De resto, aqui, uma vez mais a testemunha GG perdeu credibilidade, porque afirmou –
contra as declarações do arguido e da testemunha DD – que o cão foi agarrado pelo
arguido.
O facto provado n.º 24 é fruto, ainda, do auto de detenção de fls. 5 a 7 e do auto de
busca e apreensão de fls. 20.
Os factos provados n.º 26 a 28 espelham a auto de reportagem fotográfica de fls. 12 e
seguintes, o auto de busca e apreensão de fls. 20, a autorização de fls. 10 e o auto de
notícia por detenção de fls. 5 a 7.
O facto 28 resulta, ainda, do relatório de inspeção judiciária de fls. 67 e seguintes.
O facto provado n.º 29 resulta da ficha de urgência de fls. 76, exceto quanto à
intervenção cirúrgica e sua relação com os factos (nexo causal), sendo que estas
espelham as fls. 111 e 112. 124 e s. (cirurgia e nexo).
Os factos provados n.º 30 a 33 vertem fls. 111 e 124 e s., o facto provado n.º 34 fls.

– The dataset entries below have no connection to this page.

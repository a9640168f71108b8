use std::time::Duration;

use serde::{Deserialize, Serialize};

use crate::config::LlmConfig;
use crate::error::{LlmError, LlmResult};

const HEALTH_CHECK_TIMEOUT: Duration = Duration::from_secs(15);
const HEALTH_CHECK_MAX_TOKENS: u32 = 5;

#[derive(Debug, Clone, Copy, PartialEq, Eq, Serialize)]
#[serde(rename_all = "lowercase")]
pub enum ChatRole {
    System,
    User,
    Assistant,
}

#[derive(Debug, Clone, PartialEq, Eq, Serialize)]
pub struct ChatMessage {
    pub role: ChatRole,
    pub content: String,
}

impl ChatMessage {
    pub fn system(content: impl Into<String>) -> Self {
        Self {
            role: ChatRole::System,
            content: content.into(),
        }
    }

    pub fn user(content: impl Into<String>) -> Self {
        Self {
            role: ChatRole::User,
            content: content.into(),
        }
    }
}

/// Per-call replacements for the configured sampling settings.
#[derive(Debug, Clone, Copy, Default, PartialEq)]
pub struct CompletionOverrides {
    pub temperature: Option<f32>,
    pub max_tokens: Option<u32>,
}

#[derive(Debug, Serialize)]
struct ChatRequest<'a> {
    model: &'a str,
    messages: &'a [ChatMessage],
    temperature: f32,
    max_tokens: u32,
    stream: bool,
}

#[derive(Debug, Deserialize)]
struct RawCompletion {
    #[serde(default)]
    model: Option<String>,
    #[serde(default)]
    choices: Option<Vec<RawChoice>>,
}

#[derive(Debug, Deserialize)]
struct RawChoice {
    #[serde(default)]
    message: Option<RawMessage>,
}

#[derive(Debug, Deserialize)]
struct RawMessage {
    #[serde(default)]
    content: Option<String>,
}

/// A chat completion whose first choice is known to carry content.
#[derive(Debug, Clone, PartialEq, Eq)]
pub struct ChatCompletion {
    pub model: Option<String>,
    content: String,
}

impl ChatCompletion {
    pub fn content(&self) -> &str {
        &self.content
    }
}

impl TryFrom<RawCompletion> for ChatCompletion {
    type Error = LlmError;

    fn try_from(raw: RawCompletion) -> LlmResult<Self> {
        let choices = raw
            .choices
            .ok_or_else(|| invalid("'choices' field missing"))?;
        let choice = choices
            .into_iter()
            .next()
            .ok_or_else(|| invalid("empty choices array"))?;
        let message = choice
            .message
            .ok_or_else(|| invalid("'message' field missing in choice"))?;
        let content = message
            .content
            .ok_or_else(|| invalid("'content' field missing in message"))?;

        Ok(ChatCompletion {
            model: raw.model,
            content,
        })
    }
}

fn invalid(reason: &str) -> LlmError {
    LlmError::InvalidResponse(format!(
        "expected an OpenAI chat completion: {reason}"
    ))
}

/// HTTP client for `POST {api_url}/chat/completions`.
#[derive(Debug, Clone)]
pub struct LlmClient {
    http: reqwest::Client,
    config: LlmConfig,
}

impl LlmClient {
    pub fn new(config: LlmConfig) -> LlmResult<Self> {
        let http = reqwest::Client::builder()
            .timeout(config.timeout)
            .build()
            .map_err(|err| LlmError::Request(err.to_string()))?;
        Ok(Self { http, config })
    }

    pub fn config(&self) -> &LlmConfig {
        &self.config
    }

    /// Send `messages`, retrying transient failures up to
    /// `max_retries` attempts in total.
    pub async fn chat_completion(
        &self,
        messages: &[ChatMessage],
        overrides: CompletionOverrides,
    ) -> LlmResult<ChatCompletion> {
        let request = ChatRequest {
            model: &self.config.model,
            messages,
            temperature: overrides.temperature.unwrap_or(self.config.temperature),
            max_tokens: overrides.max_tokens.unwrap_or(self.config.max_tokens),
            stream: false,
        };

        let attempts = self.config.max_retries.max(1);
        let mut attempt = 1;
        loop {
            match self.send(&request).await {
                Ok(completion) => {
                    tracing::debug!(event = "llm_completion_received", attempt);
                    return Ok(completion);
                }
                Err(err) if attempt < attempts && err.is_transient() => {
                    tracing::warn!(
                        event = "llm_attempt_failed",
                        attempt,
                        attempts,
                        code = err.code(),
                        error = %err
                    );
                    tokio::time::sleep(self.config.retry_delay).await;
                    attempt += 1;
                }
                Err(err) => {
                    tracing::error!(
                        event = "llm_request_failed",
                        attempt,
                        code = err.code(),
                        error = %err
                    );
                    return Err(err);
                }
            }
        }
    }

    async fn send(&self, request: &ChatRequest<'_>) -> LlmResult<ChatCompletion> {
        let mut builder = self.http.post(self.config.completions_url()).json(request);
        if let Some(key) = &self.config.api_key {
            builder = builder.bearer_auth(key);
        }

        let response = builder
            .send()
            .await
            .map_err(|err| self.transport_error(err))?;

        let status = response.status();
        if !status.is_success() {
            let body = response.text().await.unwrap_or_default();
            return Err(LlmError::HttpStatus {
                status: status.as_u16(),
                body,
            });
        }

        let raw: RawCompletion = response.json().await.map_err(|err| {
            if err.is_timeout() {
                self.timeout_error()
            } else {
                LlmError::InvalidResponse(err.to_string())
            }
        })?;
        ChatCompletion::try_from(raw)
    }

    fn transport_error(&self, err: reqwest::Error) -> LlmError {
        if err.is_timeout() {
            self.timeout_error()
        } else if err.is_connect() {
            LlmError::Connection(err.to_string())
        } else {
            LlmError::Request(err.to_string())
        }
    }

    fn timeout_error(&self) -> LlmError {
        LlmError::Timeout {
            seconds: self.config.timeout.as_secs_f64(),
        }
    }

    /// Trimmed text of the first choice.
    pub fn extract_content(completion: &ChatCompletion) -> &str {
        completion.content().trim()
    }

    /// Send a five-token "Hello" and report whether the endpoint answered 200.
    pub async fn check_health(&self) -> bool {
        let messages = [ChatMessage::user("Hello")];
        let body = serde_json::json!({
            "model": self.config.model,
            "messages": messages,
            "max_tokens": HEALTH_CHECK_MAX_TOKENS,
        });

        let mut builder = self
            .http
            .post(self.config.completions_url())
            .timeout(HEALTH_CHECK_TIMEOUT)
            .json(&body);
        if let Some(key) = &self.config.api_key {
            builder = builder.bearer_auth(key);
        }

        match builder.send().await {
            Ok(response) if response.status().is_success() => {
                tracing::info!(event = "llm_health_ok", model = %self.config.model);
                true
            }
            Ok(response) => {
                tracing::warn!(event = "llm_health_failed", status = response.status().as_u16());
                false
            }
            Err(err) => {
                tracing::warn!(event = "llm_health_failed", error = %err);
                false
            }
        }
    }
}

169, e cálculo aritmético (quanto ao n.º de dias); o facto provado n.º 35 espelha a
perícia com a ref. citius 30372698, perícia de fls. 438 verso e seguintes, o facto 36, a
perícia de fls. 428 verso e seguintes e de fls. 447, as declarações dos assistentes e,
em geral os documentos clínicos dos autos.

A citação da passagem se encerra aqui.